_Assigned task_
The answer is to be the full listing, unchanged in every line.

-- Records to use follows --

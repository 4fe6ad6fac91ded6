//! Listing view: paginated post summaries with "load more"

use anyhow::Result;

use crate::cms::{self, CmsError, ContentApi};
use crate::config::SiteConfig;
use crate::content::{PostPage, PostSummary};
use crate::helpers::{date_xml, format_publication_date, listing_url, post_url};
use crate::templates::{ListingData, PostCardData, TemplateRenderer};

/// Why a "load more" did not happen
#[derive(Debug, thiserror::Error)]
pub enum LoadMoreError {
    #[error("there are no further pages to load")]
    Exhausted,

    #[error(transparent)]
    Cms(#[from] CmsError),
}

/// State of one listing view: the posts shown so far and the cursor to the next page
///
/// Pages are appended in fetch order without de-duplication; if the CMS
/// returns an item twice it is shown twice.
#[derive(Debug, Clone)]
pub struct ListingState {
    posts: Vec<PostSummary>,
    next_page: Option<String>,
    pages_loaded: usize,
    error: Option<String>,
}

impl ListingState {
    /// Start from an already fetched first page
    pub fn new(first: PostPage<PostSummary>) -> Self {
        Self {
            posts: first.results,
            next_page: first.next_page,
            pages_loaded: 1,
            error: None,
        }
    }

    /// Fetch the first page and start from it
    pub async fn load(api: &dyn ContentApi) -> cms::Result<Self> {
        Ok(Self::new(api.first_page().await?))
    }

    pub fn posts(&self) -> &[PostSummary] {
        &self.posts
    }

    /// Cursor of the next page, if any
    pub fn next_page(&self) -> Option<&str> {
        self.next_page.as_deref()
    }

    /// Number of pages fetched successfully, including the first
    pub fn pages_loaded(&self) -> usize {
        self.pages_loaded
    }

    pub fn can_load_more(&self) -> bool {
        self.next_page.is_some()
    }

    /// Message of the last failed "load more", cleared by the next success
    pub fn error(&self) -> Option<&str> {
        self.error.as_deref()
    }

    /// Fetch the next page and append its results
    ///
    /// Returns the number of posts appended. On failure the posts and the
    /// cursor are left as they were and the error is remembered for display.
    pub async fn load_more(&mut self, api: &dyn ContentApi) -> Result<usize, LoadMoreError> {
        let cursor = self.next_page.as_deref().ok_or(LoadMoreError::Exhausted)?;

        match api.next_page(cursor).await {
            Ok(page) => {
                let appended = page.results.len();
                self.posts.extend(page.results);
                self.next_page = page.next_page;
                self.pages_loaded += 1;
                self.error = None;
                tracing::debug!(
                    "Loaded page {} ({} posts, more: {})",
                    self.pages_loaded,
                    appended,
                    self.next_page.is_some()
                );
                Ok(appended)
            }
            Err(e) => {
                tracing::warn!("Loading more posts failed: {}", e);
                self.error = Some(e.to_string());
                Err(e.into())
            }
        }
    }

    /// Keep loading until `pages` pages are shown, the cursor runs out or a fetch fails
    pub async fn load_until(&mut self, api: &dyn ContentApi, pages: usize) {
        while self.pages_loaded < pages && self.can_load_more() {
            if self.load_more(api).await.is_err() {
                break;
            }
        }
    }

    /// Template data for this state
    pub fn to_data(&self, config: &SiteConfig) -> ListingData {
        let posts = self
            .posts
            .iter()
            .map(|post| PostCardData {
                uid: post.uid.clone(),
                href: post_url(config, &post.uid),
                title: post.title.clone(),
                subtitle: post.subtitle.clone(),
                author: post.author.clone(),
                date: format_publication_date(
                    post.first_publication_date.as_ref(),
                    &config.date_format,
                    &config.language,
                ),
                datetime: post.first_publication_date.as_ref().map(date_xml),
            })
            .collect();

        let next = self.pages_loaded + 1;
        let more_allowed = self.can_load_more() && self.pages_loaded < config.max_pages;

        ListingData {
            posts,
            load_more_href: more_allowed.then(|| listing_url(config, next)),
            load_more_label: config.labels.load_more.clone(),
            error: self
                .error
                .as_ref()
                .map(|_| config.labels.load_more_failed.clone()),
            retry_href: (self.error.is_some() && more_allowed).then(|| listing_url(config, next)),
            retry_label: config.labels.retry.clone(),
        }
    }

    /// Render the home page
    pub fn render(&self, renderer: &TemplateRenderer, config: &SiteConfig) -> Result<String> {
        let mut context = renderer.base_context(config, &format!("Home | {}", config.title));
        context.insert("listing", &self.to_data(config));
        renderer.render("index.html", &context)
    }
}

-- Records to use concluded --

_Task response_
repository 4fe6ad6fac91ded6
//! Listing view: paginated post summaries with "load more"

use anyhow::Result;

use crate::cms::{self, CmsError, ContentApi};
use crate::config::SiteConfig;
use crate::content::{PostPage, PostSummary};
use crate::helpers::{date_xml, format_publication_date, listing_url, post_url};
use crate::templates::{ListingData, PostCardData, TemplateRenderer};

/// Why a "load more" did not happen
#[derive(Debug, thiserror::Error)]
pub enum LoadMoreError {
    #[error("there are no further pages to load")]
    Exhausted,

    #[error(transparent)]
    Cms(#[from] CmsError),
}

/// State of one listing view: the posts shown so far and the cursor to the next page
///
/// Pages are appended in fetch order without de-duplication; if the CMS
/// returns an item twice it is shown twice.
#[derive(Debug, Clone)]
pub struct ListingState {
    posts: Vec<PostSummary>,
    next_page: Option<String>,
    pages_loaded: usize,
    error: Option<String>,
}

impl ListingState {
    /// Start from an already fetched first page
    pub fn new(first: PostPage<PostSummary>) -> Self {
        Self {
            posts: first.results,
            next_page: first.next_page,
            pages_loaded: 1,
            error: None,
        }
    }

    /// Fetch the first page and start from it
    pub async fn load(api: &dyn ContentApi) -> cms::Result<Self> {
        Ok(Self::new(api.first_page().await?))
    }

    pub fn posts(&self) -> &[PostSummary] {
        &self.posts
    }

    /// Cursor of the next page, if any
    pub fn next_page(&self) -> Option<&str> {
        self.next_page.as_deref()
    }

    /// Number of pages fetched successfully, including the first
    pub fn pages_loaded(&self) -> usize {
        self.pages_loaded
    }

    pub fn can_load_more(&self) -> bool {
        self.next_page.is_some()
    }

    /// Message of the last failed "load more", cleared by the next success
    pub fn error(&self) -> Option<&str> {
        self.error.as_deref()
    }

    /// Fetch the next page and append its results
    ///
    /// Returns the number of posts appended. On failure the posts and the
    /// cursor are left as they were and the error is remembered for display.
    pub async fn load_more(&mut self, api: &dyn ContentApi) -> Result<usize, LoadMoreError> {
        let cursor = self.next_page.as_deref().ok_or(LoadMoreError::Exhausted)?;

        match api.next_page(cursor).await {
            Ok(page) => {
                let appended = page.results.len();
                self.posts.extend(page.results);
                self.next_page = page.next_page;
                self.pages_loaded += 1;
                self.error = None;
                tracing::debug!(
                    "Loaded page {} ({} posts, more: {})",
                    self.pages_loaded,
                    appended,
                    self.next_page.is_some()
                );
                Ok(appended)
            }
            Err(e) => {
                tracing::warn!("Loading more posts failed: {}", e);
                self.error = Some(e.to_string());
                Err(e.into())
            }
        }
    }

    /// Keep loading until `pages` pages are shown, the cursor runs out or a fetch fails
    pub async fn load_until(&mut self, api: &dyn ContentApi, pages: usize) {
        while self.pages_loaded < pages && self.can_load_more() {
            if self.load_more(api).await.is_err() {
                break;
            }
        }
    }

    /// Template data for this state
    pub fn to_data(&self, config: &SiteConfig) -> ListingData {
        let posts = self
            .posts
            .iter()
            .map(|post| PostCardData {
                uid: post.uid.clone(),
                href: post_url(config, &post.uid),
                title: post.title.clone(),
                subtitle: post.subtitle.clone(),
                author: post.author.clone(),
                date: format_publication_date(
                    post.first_publication_date.as_ref(),
                    &config.date_format,
                    &config.language,
                ),
                datetime: post.first_publication_date.as_ref().map(date_xml),
            })
            .collect();

        let next = self.pages_loaded + 1;
        let more_allowed = self.can_load_more() && self.pages_loaded < config.max_pages;

        ListingData {
            posts,
            load_more_href: more_allowed.then(|| listing_url(config, next)),
            load_more_label: config.labels.load_more.clone(),
            error: self
                .error
                .as_ref()
                .map(|_| config.labels.load_more_failed.clone()),
            retry_href: (self.error.is_some() && more_allowed).then(|| listing_url(config, next)),
            retry_label: config.labels.retry.clone(),
        }
    }

    /// Render the home page
    pub fn render(&self, renderer: &TemplateRenderer, config: &SiteConfig) -> Result<String> {
        let mut context = renderer.base_context(config, &format!("Home | {}", config.title));
        context.insert("listing", &self.to_data(config));
        renderer.render("index.html", &context)
    }
}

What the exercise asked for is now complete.